Markdown头部文本分割
Motivation
许多聊天或问答应用程序在嵌入和向量存储之前涉及对输入文档进行分块。
Pinecone的这些笔记提供了一些有用的提示:
当整个段落或文档被嵌入时,嵌入过程会考虑整体上下文以及文本中句子和短语之间的关系。这可能导致更全面的向量表示,捕捉文本的广泛意义和主题。
正如提到的,分块通常旨在将具有共同上下文的文本保持在一起。考虑到这一点,我们可能特别希望尊重文档本身的结构。例如,Markdown文件是通过标题组织的。在特定标题组内创建块是一个直观的想法。为了解决这个挑战,我们可以使用MarkdownHeaderTextSplitter
。这将通过一组指定的标题将Markdown文件拆分。
例如,如果要拆分以下Markdown:
md = '# Foo\n\n ## Bar\n\nHi this is Jim \n\nHi this is Joe\n\n ## Baz\n\n Hi this is Molly'
我们可以指定拆分的标题:
[("#", "Header 1"),("##", "Header 2")]
内容将按常见标题分组或拆分:
{'content': 'Hi this is Jim \nHi this is Joe', 'metadata': {'Header 1': 'Foo', 'Header 2': 'Bar'}}
{'content': 'Hi this is Molly', 'metadata': {'Header 1': 'Foo', 'Header 2': 'Baz'}}
接下来让我们看一些示例。
from langchain.text_splitter import MarkdownHeaderTextSplitter
markdown_document = """
# Foo
## Bar
Hi this is Jim
Hi this is Joe
### Boo
Hi this is Lance
## Baz
Hi this is Molly
"""
headers_to_split_on = [
("#", "Header 1"),
("##", "Header 2"),
("###", "Header 3"),
]
markdown_splitter = MarkdownHeaderTextSplitter(headers_to_split_on=headers_to_split_on)

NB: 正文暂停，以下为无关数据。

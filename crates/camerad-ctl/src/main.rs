//! camerad-ctl binary entry point.
//!
//! Wires configuration → camera session → one operation per invocation.
//! Connections are opened for the duration of a single subcommand; the
//! controllers keep their configuration between invocations, so `open` is
//! only needed once per observing session and `close` shuts the cameras
//! down.

use std::path::PathBuf;

use anyhow::Context;
use clap::{Parser, Subcommand};
use tracing::info;
use tracing_subscriber::EnvFilter;

use camerad_ctl::application::{magic, CameraSession, OpenOptions};
use camerad_ctl::infrastructure::storage::config;

/// Parses a `kind:channel` pair, e.g. `driver:3` or `adc:15`.
fn parse_channel(value: &str) -> Result<(String, u32), String> {
    let (kind, channel) = value
        .split_once(':')
        .ok_or_else(|| format!("expected kind:channel, got '{value}'"))?;
    let channel: u32 = channel
        .parse()
        .map_err(|_| format!("channel must be an integer, got '{channel}'"))?;
    Ok((kind.to_string(), channel))
}

#[derive(Parser)]
#[command(
    name = "camerad-ctl",
    about = "Control-plane client for a set of CCD camera controllers",
    version
)]
struct Cli {
    /// Path to the TOML configuration file listing controller hosts.
    #[arg(short, long, value_name = "FILE")]
    config: Option<PathBuf>,

    /// Limit the operation to the named hosts (default: all configured).
    #[arg(long = "host", value_name = "NAME")]
    hosts: Vec<String>,

    #[command(subcommand)]
    command: Commands,
}

#[derive(Subcommand)]
enum Commands {
    /// Open and initialize the controllers (load ACF, power on, setup).
    Open {
        /// Skip loading the ACF file (also skips power-on and setup).
        #[arg(long)]
        no_load: bool,
        /// Skip powering the controllers on.
        #[arg(long)]
        no_power: bool,
        /// Skip the observation setup sequence.
        #[arg(long)]
        no_setup: bool,
    },
    /// Shut the controllers down and release all connections.
    Close,
    /// Show the session settings this client applies.
    Status,
    /// Load an ACF firmware file (controller default when omitted).
    Load {
        #[arg(value_name = "ACF")]
        acf: Option<PathBuf>,
    },
    /// Set the readout mode.
    Mode { mode: String },
    /// Set the image basename for the next exposure.
    Basename { basename: String },
    /// Set the image type (OBJECT, BIAS, DARK, ... TEST).
    Imtype { imtype: String },
    /// Turn controller power on or off.
    Power {
        #[arg(value_parser = ["on", "off"])]
        state: String,
    },
    /// Take one or more exposures.
    Expose {
        /// Exposure time in seconds.
        #[arg(short = 't', long, default_value_t = 0.0)]
        exptime: f64,
        /// Number of exposures.
        #[arg(short = 'n', long, default_value_t = 1)]
        iterations: u32,
    },
    /// Read a controller parameter.
    Getp { name: String },
    /// Set a controller parameter.
    Setp { name: String, value: String },
    /// One-shot exposure macro: load, type TEST, basename, expose.
    Run {
        /// ACF file to load first; omit to keep the current firmware.
        #[arg(long)]
        acf: Option<PathBuf>,
        #[arg(long, default_value = "zztf")]
        basename: String,
        #[arg(short = 't', long, default_value_t = 0.0)]
        exptime: f64,
        #[arg(short = 'n', long, default_value_t = 1)]
        iterations: u32,
        /// Read corrected (CDS) data instead of raw.
        #[arg(long)]
        read_cds: bool,
    },
    /// Program the magic board I/O and run test exposures.
    MagicBoard {
        /// ACF file to load first; omit to keep the current firmware.
        #[arg(long)]
        acf: Option<PathBuf>,
        /// Positive input channel, as kind:channel (e.g. driver:3).
        #[arg(long, value_parser = parse_channel)]
        p_in: (String, u32),
        /// Negative input channel.
        #[arg(long, value_parser = parse_channel)]
        n_in: (String, u32),
        /// Positive output channel.
        #[arg(long, value_parser = parse_channel)]
        p_out: (String, u32),
        /// Negative output channel.
        #[arg(long, value_parser = parse_channel)]
        n_out: (String, u32),
        #[arg(short = 'n', long, default_value_t = 1)]
        iterations: u32,
        /// Read corrected (CDS) data instead of raw.
        #[arg(long)]
        read_cds: bool,
    },
}

#[tokio::main]
async fn main() -> anyhow::Result<()> {
    let cli = Cli::parse();

    let config = config::load_or_default(cli.config.as_deref()).context("loading configuration")?;

    // Initialise structured logging.  Level is overridden by `RUST_LOG`.
    tracing_subscriber::fmt()
        .with_env_filter(
            EnvFilter::try_from_default_env()
                .unwrap_or_else(|_| EnvFilter::new(config.camera.log_level.clone())),
        )
        .init();

    let mut session = CameraSession::from_config(&config);
    let names = (!cli.hosts.is_empty()).then_some(cli.hosts.as_slice());

    match cli.command {
        Commands::Status => {
            print!("{}", session.state());
            return Ok(());
        }
        Commands::Open {
            no_load,
            no_power,
            no_setup,
        } => {
            session
                .open(
                    names,
                    OpenOptions {
                        load: !no_load,
                        power_on: !no_power,
                        setup: !no_setup,
                    },
                )
                .await?;
            info!("camera initialized");
        }
        Commands::Close => {
            session.connect(names).await?;
            session.close().await?;
        }
        Commands::Load { acf } => {
            session.connect(names).await?;
            session.load(acf.as_deref()).await?;
        }
        Commands::Mode { mode } => {
            session.connect(names).await?;
            session.set_mode(&mode).await?;
        }
        Commands::Basename { basename } => {
            session.connect(names).await?;
            session.set_basename(&basename).await?;
        }
        Commands::Imtype { imtype } => {
            session.connect(names).await?;
            session.set_type(&imtype).await?;
        }
        Commands::Power { state } => {
            session.connect(names).await?;
            session.set_power(state == "on").await?;
        }
        Commands::Expose {
            exptime,
            iterations,
        } => {
            session.connect(names).await?;
            session.expose(exptime, iterations).await?;
        }
        Commands::Getp { name } => {
            session.connect(names).await?;
            let value = session.read_param(&name).await?;
            println!("{name} = {value}");
        }
        Commands::Setp { name, value } => {
            session.connect(names).await?;
            session.set_param(&name, &value).await?;
        }
        Commands::Run {
            acf,
            basename,
            exptime,
            iterations,
            read_cds,
        } => {
            session.connect(names).await?;
            session
                .run(acf.as_deref(), &basename, exptime, iterations, read_cds)
                .await?;
        }
        Commands::MagicBoard {
            acf,
            p_in,
            n_in,
            p_out,
            n_out,
            iterations,
            read_cds,
        } => {
            session.connect(names).await?;
            let channels = [p_in, n_in, p_out, n_out];
            magic::magic_board(&mut session, acf.as_deref(), &channels, iterations, read_cds)
                .await?;
        }
    }

    session.disconnect();
    Ok(())
}
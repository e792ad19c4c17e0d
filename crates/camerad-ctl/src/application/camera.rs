//! CameraSession: the operation layer sequencing state updates with
//! broadcasts.
//!
//! Every observable operation follows the same discipline: validate
//! arguments first (before any network activity), broadcast the command
//! line, and commit the corresponding [`SessionState`] change only once the
//! broadcast outcome is known.  `expose` is the one exception — it records
//! the requested exposure parameters before dispatch, mirroring the
//! controllers' behavior of latching them on receipt.
//!
//! # Session lifecycle
//!
//! ```text
//! CLOSED ──open──► OPEN ──load──► LOADED ──setup──► CONFIGURED ⇄ EXPOSING
//! ```
//!
//! The stages of `open` (load ACF, power on, setup) are individually
//! skippable; any stage failure aborts the later stages and surfaces the
//! first failing stage's error.

use std::fmt;
use std::path::{Path, PathBuf};

use camerad_core::{Command, ImageType, SessionState};
use chrono::Utc;
use thiserror::Error;
use tracing::info;

use crate::infrastructure::network::{
    BroadcastError, Broadcaster, ConnectionError, HostEntry, HostSet,
};
use crate::infrastructure::storage::config::ClientConfig;

/// Errors surfaced by camera operations.
#[derive(Debug, Error)]
pub enum CameraError {
    /// An argument failed validation; nothing was sent.
    #[error("invalid argument: {0}")]
    InvalidArgument(String),
    /// Opening controller connections failed.
    #[error(transparent)]
    Connection(#[from] ConnectionError),
    /// A broadcast failed; the current operation was aborted without
    /// committing state.
    #[error(transparent)]
    Broadcast(#[from] BroadcastError),
}

/// Stage flags for [`CameraSession::open`].  All stages run by default.
#[derive(Debug, Clone, Copy)]
pub struct OpenOptions {
    /// Load the default ACF file after opening.
    pub load: bool,
    /// Power the controllers on after loading.
    pub power_on: bool,
    /// Reset session state and run the setup sequence.
    pub setup: bool,
}

impl Default for OpenOptions {
    fn default() -> Self {
        Self {
            load: true,
            power_on: true,
            setup: true,
        }
    }
}

/// One logical camera session: the host set plus the state it mirrors.
pub struct CameraSession {
    hosts: HostSet,
    state: SessionState,
    broadcaster: Broadcaster,
    default_acf: Option<PathBuf>,
}

impl CameraSession {
    pub fn new(entries: Vec<HostEntry>) -> Self {
        Self {
            hosts: HostSet::new(entries),
            state: SessionState::new(),
            broadcaster: Broadcaster::new(),
            default_acf: None,
        }
    }

    /// Builds a session from the loaded configuration.
    pub fn from_config(config: &ClientConfig) -> Self {
        let mut session = Self::new(config.host_entries());
        session.default_acf = config.camera.default_acf.clone();
        session
    }

    /// Replaces the broadcaster, used by tests to shorten the read timeout.
    pub fn with_broadcaster(mut self, broadcaster: Broadcaster) -> Self {
        self.broadcaster = broadcaster;
        self
    }

    pub fn state(&self) -> &SessionState {
        &self.state
    }

    pub fn hosts(&self) -> &HostSet {
        &self.hosts
    }

    async fn send(&mut self, command: Command) -> Result<String, CameraError> {
        Ok(self.broadcaster.send(&mut self.hosts, &command).await?)
    }

    /// Establishes the TCP connections without sending anything.
    pub async fn connect(&mut self, names: Option<&[String]>) -> Result<(), CameraError> {
        self.hosts.open(names).await?;
        Ok(())
    }

    /// Releases the TCP connections without telling the controllers; they
    /// stay configured for the next client process.
    pub fn disconnect(&mut self) {
        self.hosts.drop_links();
    }

    /// Opens connections and initializes the controllers: broadcast `open`,
    /// then per [`OpenOptions`] load the default ACF, power on, reset the
    /// session state to defaults and run the setup sequence.
    ///
    /// Skipping the load stage also skips power-on and setup, since neither
    /// is meaningful on an unloaded controller.
    pub async fn open(
        &mut self,
        names: Option<&[String]>,
        options: OpenOptions,
    ) -> Result<(), CameraError> {
        self.connect(names).await?;
        self.send(Command::new("open")).await?;

        if !options.load {
            info!("skipping load acf, power on and setup");
            return Ok(());
        }

        info!("loading default acf file");
        let acf = self.default_acf.clone();
        self.load(acf.as_deref()).await?;

        if options.power_on {
            info!("turning power on");
            self.send(Command::new("POWERON")).await?;
        } else {
            info!("skipping POWERON");
        }

        if options.setup {
            self.state.reset();
            self.setup_observation().await?;
        } else {
            info!("skipping setup");
        }
        Ok(())
    }

    /// Broadcasts `close`, then releases every connection handle regardless
    /// of the command's outcome.
    pub async fn close(&mut self) -> Result<(), CameraError> {
        let result = self.send(Command::new("close")).await;
        self.hosts.drop_links();
        result?;
        info!("camera closed");
        Ok(())
    }

    /// Loads an ACF firmware file, or the controllers' default when `path`
    /// is `None`.  Records the explicit path on success.
    pub async fn load(&mut self, path: Option<&Path>) -> Result<(), CameraError> {
        let command = match path {
            Some(path) => Command::new("load").arg(path.display()),
            None => Command::new("load"),
        };
        self.send(command).await?;
        if let Some(path) = path {
            self.state.acf_file = Some(path.to_path_buf());
        }
        Ok(())
    }

    /// Sets the readout mode.  An unchanged mode is a silent no-op; a
    /// changed mode is committed only after every host acknowledged it.
    pub async fn set_mode(&mut self, mode: &str) -> Result<(), CameraError> {
        if self.state.mode == mode {
            info!("using mode {mode}");
            return Ok(());
        }
        self.send(Command::new("mode").arg(mode)).await?;
        info!("mode changed: {} -> {}", self.state.mode, mode);
        self.state.mode = mode.to_string();
        Ok(())
    }

    /// Sets the image basename for the next exposure.  An empty name is
    /// rejected before any network activity; an unchanged name is a no-op.
    pub async fn set_basename(&mut self, basename: &str) -> Result<(), CameraError> {
        if basename.split_whitespace().next().is_none() {
            return Err(CameraError::InvalidArgument(
                "basename cannot be empty".to_string(),
            ));
        }
        if self.state.basename == basename {
            return Ok(());
        }
        self.send(Command::new("basename").arg(basename)).await?;
        info!("basename changed: {} -> {}", self.state.basename, basename);
        self.state.basename = basename.to_string();
        Ok(())
    }

    /// Sets the image type.  Unknown labels are rejected before any network
    /// activity; an unchanged type is a no-op.
    pub async fn set_type(&mut self, label: &str) -> Result<(), CameraError> {
        let image_type: ImageType = label
            .parse()
            .map_err(|e: camerad_core::ParseImageTypeError| {
                CameraError::InvalidArgument(e.to_string())
            })?;
        if self.state.image_type == image_type {
            return Ok(());
        }
        self.send(Command::new("key").arg(format!("IMTYPE={image_type}")))
            .await?;
        self.state.image_type = image_type;
        Ok(())
    }

    /// Turns controller power on or off.
    ///
    /// Unlike the other setters, requesting the state already recorded is
    /// rejected rather than ignored — a redundant power command is treated
    /// as an operator mistake.  This asymmetry is intentional and matches
    /// the controllers' established behavior.
    pub async fn set_power(&mut self, on: bool) -> Result<(), CameraError> {
        let label = if on { "ON" } else { "OFF" };
        if on == self.state.power_on {
            return Err(CameraError::InvalidArgument(format!(
                "power is already {label}"
            )));
        }
        info!("turning power {label}");
        self.send(Command::new(if on { "POWERON" } else { "POWEROFF" }))
            .await?;
        self.state.power_on = on;
        Ok(())
    }

    /// Takes `iterations` exposures of `exposure_time` seconds each.
    ///
    /// The exposure parameters are recorded unconditionally before
    /// dispatch.
    pub async fn expose(&mut self, exposure_time: f64, iterations: u32) -> Result<(), CameraError> {
        if !exposure_time.is_finite() || exposure_time < 0.0 {
            return Err(CameraError::InvalidArgument(
                "exposure time must be >= 0".to_string(),
            ));
        }
        if iterations == 0 {
            return Err(CameraError::InvalidArgument(
                "iterations must be > 0".to_string(),
            ));
        }
        self.state.exposure_time = exposure_time;
        self.state.iterations = iterations;
        info!("starting exposure");
        self.send(Command::new("expose").arg(iterations)).await?;
        Ok(())
    }

    /// Pushes the current observation settings to the controllers: image
    /// root name (basename plus UTC timestamp), exposure time, then mode.
    /// The chain aborts on the first failing broadcast.
    ///
    /// The image root can never be empty: with no basename it is the bare
    /// `YYYYMMDD_HHMMSS` timestamp.
    pub async fn setup_observation(&mut self) -> Result<(), CameraError> {
        let timestamp = Utc::now().format("%Y%m%d_%H%M%S").to_string();
        let image_root = if self.state.basename.is_empty() {
            timestamp
        } else {
            format!("{}_{}", self.state.basename, timestamp)
        };

        self.send(Command::new("basename").arg(&image_root)).await?;
        let exposure_time = self.state.exposure_time;
        self.send(Command::new("exptime").arg(exposure_time)).await?;
        let mode = self.state.mode.clone();
        self.send(Command::new("mode").arg(mode)).await?;
        Ok(())
    }

    /// Reads a parameter directly from controller configuration memory.
    pub async fn read_param(&mut self, name: &str) -> Result<String, CameraError> {
        self.send(Command::new("getp").arg(name)).await
    }

    /// Sets an arbitrary controller parameter.  No session state changes.
    pub async fn set_param(
        &mut self,
        name: &str,
        value: impl fmt::Display,
    ) -> Result<(), CameraError> {
        self.send(Command::new("setp").arg(name).arg(value)).await?;
        Ok(())
    }

    /// Loads an explicit ACF file and re-initializes the controllers under
    /// `mode`: load, power on, then the setup sequence.  Used by the
    /// one-shot macros.
    pub async fn load_and_init(&mut self, path: &Path, mode: &str) -> Result<(), CameraError> {
        self.state.mode = mode.to_string();
        info!("loading acf file {}", path.display());
        self.load(Some(path)).await?;
        info!("turning power on");
        self.send(Command::new("POWERON")).await?;
        self.state.power_on = true;
        self.setup_observation().await?;
        info!("camera initialized");
        Ok(())
    }

    /// One-shot exposure macro: optionally load an ACF (mode `RAW`, or
    /// `DEFAULT` when `read_cds` requests corrected readout), set type
    /// TEST, set the basename, and expose.  All iterations land in the
    /// same output file.
    pub async fn run(
        &mut self,
        acf: Option<&Path>,
        basename: &str,
        exposure_time: f64,
        iterations: u32,
        read_cds: bool,
    ) -> Result<(), CameraError> {
        if iterations == 0 {
            return Err(CameraError::InvalidArgument(
                "iterations must be > 0".to_string(),
            ));
        }
        let mode = if read_cds { "DEFAULT" } else { "RAW" };
        if let Some(path) = acf {
            self.load_and_init(path, mode).await?;
        }
        self.set_type("TEST").await?;
        self.set_basename(basename).await?;
        self.expose(exposure_time, iterations).await
    }
}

md_header_splits = markdown_splitter.split_text(markdown_document)
md_header_splits
# 输出:
# [
# Document(page_content='Hi this is Jim \nHi this is Joe', metadata={'Header 1': 'Foo', 'Header 2': 'Bar'}),
# Document(page_content='Hi this is Lance', metadata={'Header 1': 'Foo', 'Header 2': 'Bar', 'Header 3': 'Boo'}),
# Document(page_content='Hi this is Molly', metadata={'Header 1': 'Foo', 'Header 2': 'Baz'})
# ]
在每个Markdown组内,我们可以应用任何我们想要的文本拆分器。
markdown_document = """
# Intro
## History
Markdown[9] is a lightweight markup language for creating formatted text using a plain-text editor. John Gruber created Markdown in 2004 as a markup language that is appealing to human readers in its source code form.[9]
Markdown is widely used in blogging, instant messaging, online forums, collaborative software, documentation pages, and readme files.
## Rise and divergence
Markdown popularity grew rapidly, many Markdown implementations appeared, driven mostly by the need for
additional features such as tables, footnotes, definition lists,[note 1] and Markdown inside HTML blocks.
### Standardization
From 2012, a group of people, including Jeff Atwood and John MacFarlane, launched what Atwood characterised as a standardisation effort.
## Implementations
Implementations of Markdown are available for over a dozen programming languages.
"""
headers_to_split_on = [
("#", "Header 1"),
("##", "Header 2"),
]
# MD拆分
markdown_splitter = MarkdownHeaderTextSplitter(headers_to_split_on=headers_to_split_on)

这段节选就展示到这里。